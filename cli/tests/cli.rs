use assert_cmd::Command;
use predicates::prelude::*;
use std::fs;
use tempfile::tempdir;

const MESSY: &str = "const a = 1;   \n\n\nexport default a;";
const TIDY: &str = "const a = 1;\n\nexport default a;\n";

fn setup_project() -> tempfile::TempDir {
    let dir = tempdir().unwrap();
    let root = dir.path();
    fs::write(root.join("a.js"), MESSY).unwrap();
    fs::write(root.join("b.mjs"), MESSY).unwrap();
    fs::write(root.join("clean.cjs"), TIDY).unwrap();
    fs::create_dir_all(root.join("node_modules")).unwrap();
    fs::write(root.join("node_modules/c.js"), MESSY).unwrap();
    fs::write(root.join(".neatignore"), "# skip\nb.mjs\n").unwrap();
    dir
}

fn neatify() -> Command {
    let mut cmd = Command::cargo_bin("neatify").unwrap();
    cmd.env_remove("RUST_LOG");
    cmd
}

#[test]
fn check_lists_files_and_fails() {
    let dir = setup_project();

    neatify()
        .arg("--check")
        .arg(dir.path())
        .assert()
        .failure()
        .stdout(predicate::str::contains("a.js"))
        .stdout(predicate::str::contains("b.mjs").not())
        .stdout(predicate::str::contains("node_modules").not())
        .stdout(predicate::str::contains("Total: 1 file need formatting"));

    assert_eq!(fs::read_to_string(dir.path().join("a.js")).unwrap(), MESSY);
}

#[test]
fn list_different_prints_bare_paths() {
    let dir = setup_project();
    let expected = format!("{}\n", dir.path().join("a.js").display());

    neatify()
        .arg("--list-different")
        .arg(dir.path())
        .assert()
        .failure()
        .stdout(predicate::eq(expected));
}

#[test]
fn no_ignore_reads_past_neatignore() {
    let dir = setup_project();

    neatify()
        .args(["-l", "--no-ignore"])
        .arg(dir.path())
        .assert()
        .failure()
        .stdout(predicate::str::contains("a.js"))
        .stdout(predicate::str::contains("b.mjs"))
        .stdout(predicate::str::contains("node_modules").not());
}

#[test]
fn write_formats_then_check_passes() {
    let dir = setup_project();

    neatify().arg("--write").arg(dir.path()).assert().success();
    assert_eq!(fs::read_to_string(dir.path().join("a.js")).unwrap(), TIDY);
    assert_eq!(fs::read_to_string(dir.path().join("b.mjs")).unwrap(), MESSY);
    assert_eq!(
        fs::read_to_string(dir.path().join("node_modules/c.js")).unwrap(),
        MESSY
    );

    neatify().arg("--check").arg(dir.path()).assert().success();
}

#[test]
fn write_reports_errors_and_keeps_going() {
    let dir = setup_project();
    fs::write(dir.path().join("broken.js"), [0xffu8, 0xfe]).unwrap();

    neatify()
        .args(["--write", "-j", "1"])
        .arg(dir.path())
        .assert()
        .failure()
        .stderr(predicate::str::contains("broken.js"))
        .stdout(predicate::str::contains("Files formatted: 1"));
    assert_eq!(fs::read_to_string(dir.path().join("a.js")).unwrap(), TIDY);
}

#[test]
fn missing_path_is_an_error() {
    let dir = tempdir().unwrap();

    neatify()
        .arg("--check")
        .arg(dir.path().join("does-not-exist"))
        .assert()
        .code(2)
        .stderr(predicate::str::contains("Path not found"));
}

#[test]
fn no_action_warns() {
    let dir = setup_project();

    neatify()
        .arg(dir.path())
        .assert()
        .failure()
        .stderr(predicate::str::contains("No action specified"));
}

#[test]
fn explicit_file_bypasses_ignore_rules() {
    let dir = setup_project();

    neatify()
        .arg("-l")
        .arg(dir.path().join("b.mjs"))
        .assert()
        .failure()
        .stdout(predicate::str::contains("b.mjs"));
}

// GNU tr answers the --version probe.
#[cfg(target_os = "linux")]
#[test]
fn external_formatter_is_used() {
    let dir = setup_project();

    neatify()
        .args(["--write", "--formatter", "tr", "--formatter-arg", "a-z", "--formatter-arg", "A-Z"])
        .arg(dir.path().join("clean.cjs"))
        .assert()
        .success();
    assert_eq!(
        fs::read_to_string(dir.path().join("clean.cjs")).unwrap(),
        TIDY.to_uppercase()
    );
}

#[test]
fn missing_formatter_fails_probe() {
    neatify()
        .args(["--check-formatter", "--formatter", "neatify-no-such-formatter"])
        .assert()
        .failure()
        .stderr(predicate::str::contains("Formatter check failed"));
}

#[test]
fn completion_subcommand() {
    neatify()
        .args(["completion", "bash"])
        .assert()
        .success()
        .stdout(predicate::str::contains("neatify"));
}
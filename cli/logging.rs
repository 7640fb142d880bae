use tracing_subscriber::{EnvFilter, layer::SubscriberExt, util::SubscriberInitExt};

/// Installs the stderr subscriber. `RUST_LOG` wins over the verbosity flag.
pub fn init_logging(verbose: u8) {
    let default = match verbose {
        0 => "warn",
        1 => "neatify_core=info,warn",
        _ => "neatify_core=debug,debug",
    };
    let filter = EnvFilter::try_from_default_env().unwrap_or_else(|_| EnvFilter::new(default));

    let _ = tracing_subscriber::registry()
        .with(filter)
        .with(
            tracing_subscriber::fmt::layer()
                .with_writer(std::io::stderr)
                .with_target(false),
        )
        .try_init();
}
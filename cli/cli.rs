mod args;
mod logging;

use args::{CliArgs, Command as CliCommand, NeatifyArgs};
use neatify_core::{
    BatchRunner, CommandTransformer, CoreError, ErrorRecord, TidyTransformer, Transformer,
};

use anyhow::{Context, Result};
use clap::{CommandFactory, Parser};
use console::style;
use std::io;
use std::process::ExitCode;

fn print_completions_cli(shell: clap_complete::Shell) {
    let mut cmd = CliArgs::command();
    let name = cmd.get_name().to_string();
    clap_complete::generate(shell, &mut cmd, name, &mut io::stdout());
}

fn build_transformer(args: &NeatifyArgs) -> Box<dyn Transformer> {
    match &args.formatter {
        Some(program) => Box::new(CommandTransformer::new(program).args(args.formatter_arg.iter())),
        None => Box::new(TidyTransformer),
    }
}

fn report_errors(errors: &[ErrorRecord]) {
    if errors.is_empty() {
        return;
    }
    eprintln!("{}", style("\nErrors encountered:").red());
    for e in errors {
        eprintln!("  {}", error_line(e));
    }
}

// The message already names the file.
fn error_line(e: &ErrorRecord) -> String {
    style(&e.message).red().to_string()
}

/// Invocation mistakes exit with 2, like clap's own usage errors.
fn failure_code(e: &anyhow::Error) -> ExitCode {
    match e.downcast_ref::<CoreError>() {
        Some(ce) if ce.is_usage_error() => ExitCode::from(2),
        _ => ExitCode::FAILURE,
    }
}

fn plural(n: usize) -> &'static str {
    if n == 1 { "file" } else { "files" }
}

fn run_check_mode(args: &NeatifyArgs, transformer: &dyn Transformer) -> Result<ExitCode> {
    if args.verbose > 0 && !args.list_different {
        println!("{}", style("Checking files for formatting...").blue());
    }
    let runner = BatchRunner::new(transformer, args.batch_options())?;
    let report = runner
        .run_check(args.files.as_slice())
        .context("Check failed")?;

    report_errors(&report.errors);

    if report.needs_formatting.is_empty() {
        if args.verbose > 0 && !args.list_different {
            println!("{}", style("All files are properly formatted!").green());
        }
    } else if args.list_different {
        for p in &report.needs_formatting {
            println!("{}", p.display());
        }
    } else {
        println!("{}", style("\nFiles that need formatting:").yellow());
        for p in &report.needs_formatting {
            println!("  {}", style(p.display()).yellow());
        }
        let n = report.needs_formatting.len();
        println!(
            "{}",
            style(format!("\nTotal: {} {} need formatting", n, plural(n))).yellow()
        );
    }

    if report.needs_formatting.is_empty() && report.errors.is_empty() {
        Ok(ExitCode::SUCCESS)
    } else {
        Ok(ExitCode::FAILURE)
    }
}

fn run_write_mode(args: &NeatifyArgs, transformer: &dyn Transformer) -> Result<ExitCode> {
    if args.verbose > 0 {
        println!("{}", style("Formatting files...").blue());
    }
    let runner = BatchRunner::new(transformer, args.batch_options())?;
    let report = runner
        .run_write(args.files.as_slice())
        .context("Formatting failed")?;

    report_errors(&report.errors);

    if args.verbose > 0 || !report.errors.is_empty() {
        println!("{}", style("\nSummary:").blue());
        println!("  Files processed: {}", style(report.stats.total_files).cyan());
        println!("  Files formatted: {}", style(report.stats.formatted_files).green());
        if !report.errors.is_empty() {
            println!("  {}", style(format!("Errors: {}", report.errors.len())).red());
        }
    }

    if report.errors.is_empty() {
        Ok(ExitCode::SUCCESS)
    } else {
        Ok(ExitCode::FAILURE)
    }
}

fn main() -> Result<ExitCode> {
    let cli: CliArgs = CliArgs::parse();

    if let Some(command_enum_val) = cli.command {
        match command_enum_val {
            CliCommand::Completion(args) => {
                print_completions_cli(args.shell);
                return Ok(ExitCode::SUCCESS);
            }
        }
    }

    let main_app_args = cli.main_opts;
    logging::init_logging(main_app_args.verbose);

    if main_app_args.check_formatter {
        let formatter = CommandTransformer::new(main_app_args.formatter.clone().unwrap_or_default());
        return match formatter.check_available() {
            Ok(()) => {
                println!("{} {}", style("✓").green(), formatter.program());
                Ok(ExitCode::SUCCESS)
            }
            Err(e) => {
                eprintln!("{}", style(format!("Formatter check failed: {}", e)).red());
                Ok(ExitCode::FAILURE)
            }
        };
    }

    let transformer = build_transformer(&main_app_args);
    let outcome = if main_app_args.check || main_app_args.list_different {
        run_check_mode(&main_app_args, transformer.as_ref())
    } else if main_app_args.write {
        run_write_mode(&main_app_args, transformer.as_ref())
    } else {
        eprintln!(
            "{}",
            style("Warning: No action specified. Use --check or --write.").yellow()
        );
        println!("Use --help for more information.");
        return Ok(ExitCode::FAILURE);
    };

    match outcome {
        Ok(code) => Ok(code),
        Err(e) => {
            eprintln!("{} {:#}", style("Error:").red(), e);
            Ok(failure_code(&e))
        }
    }
}
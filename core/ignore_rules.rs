use crate::CoreError;
use ignore::gitignore::{Gitignore, GitignoreBuilder};
use std::fs;
use std::path::Path;

/// Exclusions that are always active. They are compiled into their own matcher,
/// so no caller or ignore-file rule (including a `!` negation) can lift them.
pub const BUILTIN_PATTERNS: &[&str] = &[
    "**/node_modules/**",
    "**/.git/**",
    "dist/**",
    "build/**",
    "coverage/**",
    "*.min.js",
];

pub const HIDDEN_PATTERN: &str = ".*";

pub const IGNORE_FILE_NAME: &str = ".neatignore";

/// Directory names whose whole subtree is excluded by [`BUILTIN_PATTERNS`].
/// Discovery prunes them instead of walking into them.
pub(crate) const PRUNED_DIR_NAMES: &[&str] = &["node_modules", ".git"];

/// Reads line-delimited patterns. Blank lines and `#` comments are dropped.
/// A missing or unreadable file yields no patterns.
pub fn load_ignore_file(path: &Path) -> Vec<String> {
    let content = match fs::read_to_string(path) {
        Ok(c) => c,
        Err(e) => {
            tracing::debug!(path = %path.display(), error = %e, "no ignore rules loaded");
            return Vec::new();
        }
    };
    content
        .lines()
        .map(str::trim)
        .filter(|l| !l.is_empty() && !l.starts_with('#'))
        .map(String::from)
        .collect()
}

/// The ordered rule set for one root: built-ins, then ignore-file rules, then
/// caller rules, then the hidden-file rule unless hidden files are included.
#[derive(Debug, Clone, Default)]
pub struct IgnoreRuleSet {
    file_rules: Vec<String>,
    extra_rules: Vec<String>,
    include_hidden: bool,
}

impl IgnoreRuleSet {
    pub fn new() -> Self {
        Self::default()
    }

    pub fn with_file_rules(mut self, rules: Vec<String>) -> Self {
        self.file_rules.extend(rules);
        self
    }

    pub fn with_extra_rules<I, S>(mut self, rules: I) -> Self
    where
        I: IntoIterator<Item = S>,
        S: Into<String>,
    {
        self.extra_rules.extend(rules.into_iter().map(Into::into));
        self
    }

    pub fn include_hidden(mut self, include: bool) -> Self {
        self.include_hidden = include;
        self
    }

    pub fn patterns(&self) -> Vec<&str> {
        let mut v: Vec<&str> = BUILTIN_PATTERNS.to_vec();
        v.extend(self.file_rules.iter().map(String::as_str));
        v.extend(self.extra_rules.iter().map(String::as_str));
        if !self.include_hidden {
            v.push(HIDDEN_PATTERN);
        }
        v
    }

    /// Compiles the rules. A malformed ignore-file line is skipped with a
    /// warning; a malformed caller rule is an [`CoreError::InvalidInput`].
    pub fn build(&self, root: &Path) -> Result<IgnoreMatcher, CoreError> {
        let mut b = GitignoreBuilder::new(root);
        for p in BUILTIN_PATTERNS {
            b.add_line(None, p)
                .map_err(|e| CoreError::InvalidInput(format!("built-in pattern {p}: {e}")))?;
        }
        let builtin = b
            .build()
            .map_err(|e| CoreError::InvalidInput(format!("built-in patterns: {e}")))?;

        let mut c = GitignoreBuilder::new(root);
        for p in &self.file_rules {
            if let Err(e) = c.add_line(None, p) {
                tracing::warn!(pattern = %p, error = %e, "skipping invalid ignore-file rule");
            }
        }
        for p in &self.extra_rules {
            c.add_line(None, p)
                .map_err(|e| CoreError::InvalidInput(format!("ignore pattern {p:?}: {e}")))?;
        }
        if !self.include_hidden {
            c.add_line(None, HIDDEN_PATTERN)
                .map_err(|e| CoreError::InvalidInput(format!("hidden pattern: {e}")))?;
        }
        let custom = c
            .build()
            .map_err(|e| CoreError::InvalidInput(format!("ignore patterns: {e}")))?;

        Ok(IgnoreMatcher { builtin, custom })
    }
}

#[derive(Debug, Clone)]
pub struct IgnoreMatcher {
    builtin: Gitignore,
    custom: Gitignore,
}

impl IgnoreMatcher {
    /// `relative` is a file path relative to the root. Backslashes are treated
    /// as separators so callers on any platform get the same answer.
    pub fn is_excluded(&self, relative: &str) -> bool {
        let normalized = relative.replace('\\', "/");
        let p = Path::new(normalized.trim_start_matches("./"));
        if p.as_os_str().is_empty() || p.has_root() {
            return false;
        }
        self.builtin.matched_path_or_any_parents(p, false).is_ignore()
            || self.custom.matched_path_or_any_parents(p, false).is_ignore()
    }
}
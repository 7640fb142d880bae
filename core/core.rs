pub mod batch;
pub mod command_runner;
pub mod discovery;
pub mod ignore_rules;
pub mod language;
pub mod processor;
pub mod transformer;

use std::path::PathBuf;

pub use batch::{BatchOptions, BatchRunner, CheckReport, ErrorRecord, FormattingStats, WriteReport};
pub use command_runner::CommandTransformer;
pub use discovery::{DiscoveryOptions, RootKind, discover, resolve_root};
pub use ignore_rules::{
    BUILTIN_PATTERNS, HIDDEN_PATTERN, IGNORE_FILE_NAME, IgnoreMatcher, IgnoreRuleSet,
    load_ignore_file,
};
pub use language::{Language, SUPPORTED_EXTENSIONS};
pub use processor::{OperationMode, ProcessingOutcome, process_file};
pub use transformer::{TidyTransformer, TransformError, Transformer};

#[derive(thiserror::Error, Debug)]
pub enum CoreError {
    #[error("Path not found: {}", .0.display())]
    NotFound(PathBuf),

    #[error("Invalid input: {0}")]
    InvalidInput(String),

    #[error("Unsupported file: {}", .0.display())]
    UnsupportedFile(PathBuf),

    #[error("I/O error on {}: {source}", path.display())]
    Io {
        path: PathBuf,
        #[source]
        source: std::io::Error,
    },

    #[error("Formatting failed for {}: {source}", path.display())]
    Formatting {
        path: PathBuf,
        #[source]
        source: TransformError,
    },
}

impl CoreError {
    pub(crate) fn io(path: impl Into<PathBuf>, source: std::io::Error) -> Self {
        CoreError::Io {
            path: path.into(),
            source,
        }
    }

    /// True for failures that describe the invocation rather than a single file.
    pub fn is_usage_error(&self) -> bool {
        matches!(self, CoreError::NotFound(_) | CoreError::InvalidInput(_))
    }
}
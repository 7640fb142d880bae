use crate::CoreError;
use crate::discovery::{DiscoveryOptions, RootKind, discover_dir, resolve_root};
use crate::processor::{OperationMode, ProcessingOutcome, process_file};
use crate::transformer::Transformer;
use rayon::prelude::*;
use std::collections::HashSet;
use std::fs;
use std::path::{Path, PathBuf};

#[derive(Debug, Clone, Default)]
pub struct BatchOptions {
    pub discovery: DiscoveryOptions,
    /// Worker threads per root. `None` uses the global rayon pool, `Some(1)`
    /// processes files strictly one at a time.
    pub jobs: Option<usize>,
}

/// `formatted_files` is only ever counted in write mode and
/// `files_needing_formatting` only in check mode.
#[derive(Debug, Clone, Copy, Default, PartialEq, Eq)]
pub struct FormattingStats {
    pub formatted_files: usize,
    pub files_needing_formatting: usize,
    /// Files that were processed without error.
    pub total_files: usize,
}

#[derive(Debug, Clone, PartialEq, Eq)]
pub struct ErrorRecord {
    pub path: PathBuf,
    pub message: String,
}

#[derive(Debug, Clone, Default)]
pub struct WriteReport {
    pub stats: FormattingStats,
    pub errors: Vec<ErrorRecord>,
}

#[derive(Debug, Clone, Default)]
pub struct CheckReport {
    /// Absolute paths, in discovery order.
    pub needs_formatting: Vec<PathBuf>,
    pub errors: Vec<ErrorRecord>,
    pub stats: FormattingStats,
}

enum Execution {
    Sequential,
    Global,
    Pool(rayon::ThreadPool),
}

enum Target {
    File(PathBuf),
    Directory { root: PathBuf, files: Vec<PathBuf> },
}

#[derive(Default)]
struct Tally {
    stats: FormattingStats,
    changed: Vec<PathBuf>,
    errors: Vec<ErrorRecord>,
}

impl Tally {
    fn record(
        &mut self,
        path: &Path,
        result: Result<ProcessingOutcome, CoreError>,
        mode: OperationMode,
        explicit: bool,
    ) {
        match result {
            Ok(ProcessingOutcome::Skipped) => {
                if explicit {
                    self.stats.total_files += 1;
                }
            }
            Ok(ProcessingOutcome::Unchanged) => self.stats.total_files += 1,
            Ok(ProcessingOutcome::Changed) => {
                self.stats.total_files += 1;
                match mode {
                    OperationMode::Write => self.stats.formatted_files += 1,
                    OperationMode::Check => self.stats.files_needing_formatting += 1,
                }
                self.changed.push(path.to_path_buf());
            }
            Err(e) => {
                tracing::warn!(path = %path.display(), error = %e, "file failed");
                self.errors.push(ErrorRecord {
                    path: path.to_path_buf(),
                    message: e.to_string(),
                });
            }
        }
    }
}

/// Identity of a candidate across roots: the canonical parent directory plus
/// the file name. `..` and linked directories collapse; a symlinked file stays
/// distinct from its target.
fn dedupe_key(path: &Path) -> PathBuf {
    match (path.parent(), path.file_name()) {
        (Some(parent), Some(name)) => fs::canonicalize(parent)
            .map(|p| p.join(name))
            .unwrap_or_else(|_| path.to_path_buf()),
        _ => path.to_path_buf(),
    }
}

/// Drives discovery and per-file processing over a list of roots.
///
/// Every root is resolved and expanded before the first file is processed, so
/// a missing root or a bad ignore pattern fails the batch without side
/// effects. Per-file failures never fail the batch; they are collected in the
/// report in discovery order.
pub struct BatchRunner<'a, T: Transformer + ?Sized> {
    transformer: &'a T,
    options: BatchOptions,
    execution: Execution,
}

impl<'a, T: Transformer + ?Sized> BatchRunner<'a, T> {
    pub fn new(transformer: &'a T, options: BatchOptions) -> Result<Self, CoreError> {
        let execution = match options.jobs {
            None => Execution::Global,
            Some(0) => {
                return Err(CoreError::InvalidInput(
                    "the number of jobs must be at least 1".to_string(),
                ));
            }
            Some(1) => Execution::Sequential,
            Some(n) => Execution::Pool(
                rayon::ThreadPoolBuilder::new()
                    .num_threads(n)
                    .build()
                    .map_err(|e| CoreError::InvalidInput(format!("thread pool: {e}")))?,
            ),
        };
        Ok(BatchRunner {
            transformer,
            options,
            execution,
        })
    }

    pub fn run_write<P: AsRef<Path>>(&self, roots: &[P]) -> Result<WriteReport, CoreError> {
        let t = self.run(roots, OperationMode::Write)?;
        Ok(WriteReport {
            stats: t.stats,
            errors: t.errors,
        })
    }

    pub fn run_check<P: AsRef<Path>>(&self, roots: &[P]) -> Result<CheckReport, CoreError> {
        let t = self.run(roots, OperationMode::Check)?;
        Ok(CheckReport {
            needs_formatting: t.changed,
            errors: t.errors,
            stats: t.stats,
        })
    }

    fn run<P: AsRef<Path>>(&self, roots: &[P], mode: OperationMode) -> Result<Tally, CoreError> {
        let targets = self.plan(roots)?;
        let mut tally = Tally::default();

        for target in targets {
            match target {
                Target::File(p) => {
                    let r = process_file(&p, self.transformer, mode);
                    tally.record(&p, r, mode, true);
                }
                Target::Directory { root, files } => {
                    let before = tally.stats;
                    let results = self.process_all(&files, mode);
                    for (p, r) in files.iter().zip(results) {
                        tally.record(p, r, mode, false);
                    }
                    tracing::info!(
                        root = %root.display(),
                        files = tally.stats.total_files - before.total_files,
                        changed = (tally.stats.formatted_files - before.formatted_files)
                            + (tally.stats.files_needing_formatting
                                - before.files_needing_formatting),
                        ?mode,
                        "processed directory"
                    );
                }
            }
        }
        Ok(tally)
    }

    /// Resolves and expands every root once. A file reached from more than one
    /// root is kept only under the first.
    fn plan<P: AsRef<Path>>(&self, roots: &[P]) -> Result<Vec<Target>, CoreError> {
        let mut seen = HashSet::new();
        let mut targets = Vec::with_capacity(roots.len());
        for r in roots {
            let (root, kind) = resolve_root(r.as_ref())?;
            match kind {
                RootKind::File => {
                    if seen.insert(dedupe_key(&root)) {
                        targets.push(Target::File(root));
                    }
                }
                RootKind::Directory => {
                    let files: Vec<PathBuf> = discover_dir(&root, &self.options.discovery)?
                        .into_iter()
                        .filter(|f| seen.insert(dedupe_key(f)))
                        .collect();
                    tracing::debug!(root = %root.display(), candidates = files.len(), "discovered");
                    targets.push(Target::Directory { root, files });
                }
            }
        }
        Ok(targets)
    }

    /// Results come back in the order of `files` whatever the execution.
    fn process_all(
        &self,
        files: &[PathBuf],
        mode: OperationMode,
    ) -> Vec<Result<ProcessingOutcome, CoreError>> {
        let transformer = self.transformer;
        let one = |p: &PathBuf| process_file(p, transformer, mode);
        match &self.execution {
            Execution::Sequential => files.iter().map(one).collect(),
            Execution::Global => files.par_iter().map(one).collect(),
            Execution::Pool(pool) => pool.install(|| files.par_iter().map(one).collect()),
        }
    }
}
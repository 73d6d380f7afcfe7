//! Synchronous, in-process publish/subscribe.
//!
//! Listeners run on the publishing thread, in the order they subscribed.
//! The listener list is snapshotted before delivery, so a listener that
//! subscribes or unsubscribes (or publishes) while an event is being
//! delivered does not change who receives the current event.

use std::sync::{Arc, Mutex, MutexGuard, PoisonError, Weak};

/// An event that can be filtered by name.
pub trait NamedEvent {
    type Name: Copy + Eq + Send + Sync + 'static;

    fn name(&self) -> Self::Name;
}

type Callback<E> = Arc<dyn Fn(&E) + Send + Sync>;

struct Listener<E: NamedEvent> {
    id: u64,
    filter: Option<E::Name>,
    callback: Callback<E>,
}

struct Registry<E: NamedEvent> {
    next_id: u64,
    listeners: Vec<Listener<E>>,
}

fn lock<T>(mutex: &Mutex<T>) -> MutexGuard<'_, T> {
    mutex.lock().unwrap_or_else(PoisonError::into_inner)
}

pub struct EventBus<E: NamedEvent> {
    registry: Arc<Mutex<Registry<E>>>,
}

impl<E: NamedEvent + 'static> EventBus<E> {
    pub fn new() -> Self {
        Self {
            registry: Arc::new(Mutex::new(Registry {
                next_id: 0,
                listeners: Vec::new(),
            })),
        }
    }

    /// Listen for events with the given name.
    pub fn on<F>(&self, name: E::Name, callback: F) -> Subscription
    where
        F: Fn(&E) + Send + Sync + 'static,
    {
        self.add(Some(name), Arc::new(callback))
    }

    /// Listen for every event.
    pub fn subscribe<F>(&self, callback: F) -> Subscription
    where
        F: Fn(&E) + Send + Sync + 'static,
    {
        self.add(None, Arc::new(callback))
    }

    /// Deliver `event` to every matching listener. Returns how many ran.
    pub fn publish(&self, event: &E) -> usize {
        let name = event.name();
        let targets: Vec<Callback<E>> = lock(&self.registry)
            .listeners
            .iter()
            .filter(|l| l.filter.map_or(true, |f| f == name))
            .map(|l| Arc::clone(&l.callback))
            .collect();

        for callback in &targets {
            callback(event);
        }
        targets.len()
    }

    pub fn listener_count(&self) -> usize {
        lock(&self.registry).listeners.len()
    }

    fn add(&self, filter: Option<E::Name>, callback: Callback<E>) -> Subscription {
        let id = {
            let mut registry = lock(&self.registry);
            let id = registry.next_id;
            registry.next_id += 1;
            registry.listeners.push(Listener {
                id,
                filter,
                callback,
            });
            id
        };

        let registry: Weak<Mutex<Registry<E>>> = Arc::downgrade(&self.registry);
        Subscription {
            cancel: Some(Box::new(move || {
                if let Some(registry) = registry.upgrade() {
                    lock(&registry).listeners.retain(|l| l.id != id);
                }
            })),
        }
    }
}

impl<E: NamedEvent + 'static> Default for EventBus<E> {
    fn default() -> Self {
        Self::new()
    }
}

/// Handle returned by [`EventBus::on`] and [`EventBus::subscribe`].
///
/// Dropping the handle does not unsubscribe; call [`Subscription::unsubscribe`].
pub struct Subscription {
    cancel: Option<Box<dyn FnOnce() + Send + Sync>>,
}

impl Subscription {
    pub fn unsubscribe(mut self) {
        if let Some(cancel) = self.cancel.take() {
            cancel();
        }
    }
}

impl std::fmt::Debug for Subscription {
    fn fmt(&self, f: &mut std::fmt::Formatter<'_>) -> std::fmt::Result {
        f.debug_struct("Subscription")
            .field("active", &self.cancel.is_some())
            .finish()
    }
}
========================================
_Task objective_: Quote the data above from the line containing "Ok(failure_code(&e))" to the line containing "let mut v: Vec<&str>", inclusive, and stop.

_Finished exercise_:
            Ok(failure_code(&e))
        }
    }
}
filename core/ignore_rules.rs
use crate::CoreError;
use ignore::gitignore::{Gitignore, GitignoreBuilder};
use std::fs;
use std::path::Path;

/// Exclusions that are always active. They are compiled into their own matcher,
/// so no caller or ignore-file rule (including a `!` negation) can lift them.
pub const BUILTIN_PATTERNS: &[&str] = &[
    "**/node_modules/**",
    "**/.git/**",
    "dist/**",
    "build/**",
    "coverage/**",
    "*.min.js",
];

pub const HIDDEN_PATTERN: &str = ".*";

pub const IGNORE_FILE_NAME: &str = ".neatignore";

/// Directory names whose whole subtree is excluded by [`BUILTIN_PATTERNS`].
/// Discovery prunes them instead of walking into them.
pub(crate) const PRUNED_DIR_NAMES: &[&str] = &["node_modules", ".git"];

/// Reads line-delimited patterns. Blank lines and `#` comments are dropped.
/// A missing or unreadable file yields no patterns.
pub fn load_ignore_file(path: &Path) -> Vec<String> {
    let content = match fs::read_to_string(path) {
        Ok(c) => c,
        Err(e) => {
            tracing::debug!(path = %path.display(), error = %e, "no ignore rules loaded");
            return Vec::new();
        }
    };
    content
        .lines()
        .map(str::trim)
        .filter(|l| !l.is_empty() && !l.starts_with('#'))
        .map(String::from)
        .collect()
}

/// The ordered rule set for one root: built-ins, then ignore-file rules, then
/// caller rules, then the hidden-file rule unless hidden files are included.
#[derive(Debug, Clone, Default)]
pub struct IgnoreRuleSet {
    file_rules: Vec<String>,
    extra_rules: Vec<String>,
    include_hidden: bool,
}

impl IgnoreRuleSet {
    pub fn new() -> Self {
        Self::default()
    }

    pub fn with_file_rules(mut self, rules: Vec<String>) -> Self {
        self.file_rules.extend(rules);
        self
    }

    pub fn with_extra_rules<I, S>(mut self, rules: I) -> Self
    where
        I: IntoIterator<Item = S>,
        S: Into<String>,
    {
        self.extra_rules.extend(rules.into_iter().map(Into::into));
        self
    }

    pub fn include_hidden(mut self, include: bool) -> Self {
        self.include_hidden = include;
        self
    }

    pub fn patterns(&self) -> Vec<&str> {
        let mut v: Vec<&str> = BUILTIN_PATTERNS.to_vec();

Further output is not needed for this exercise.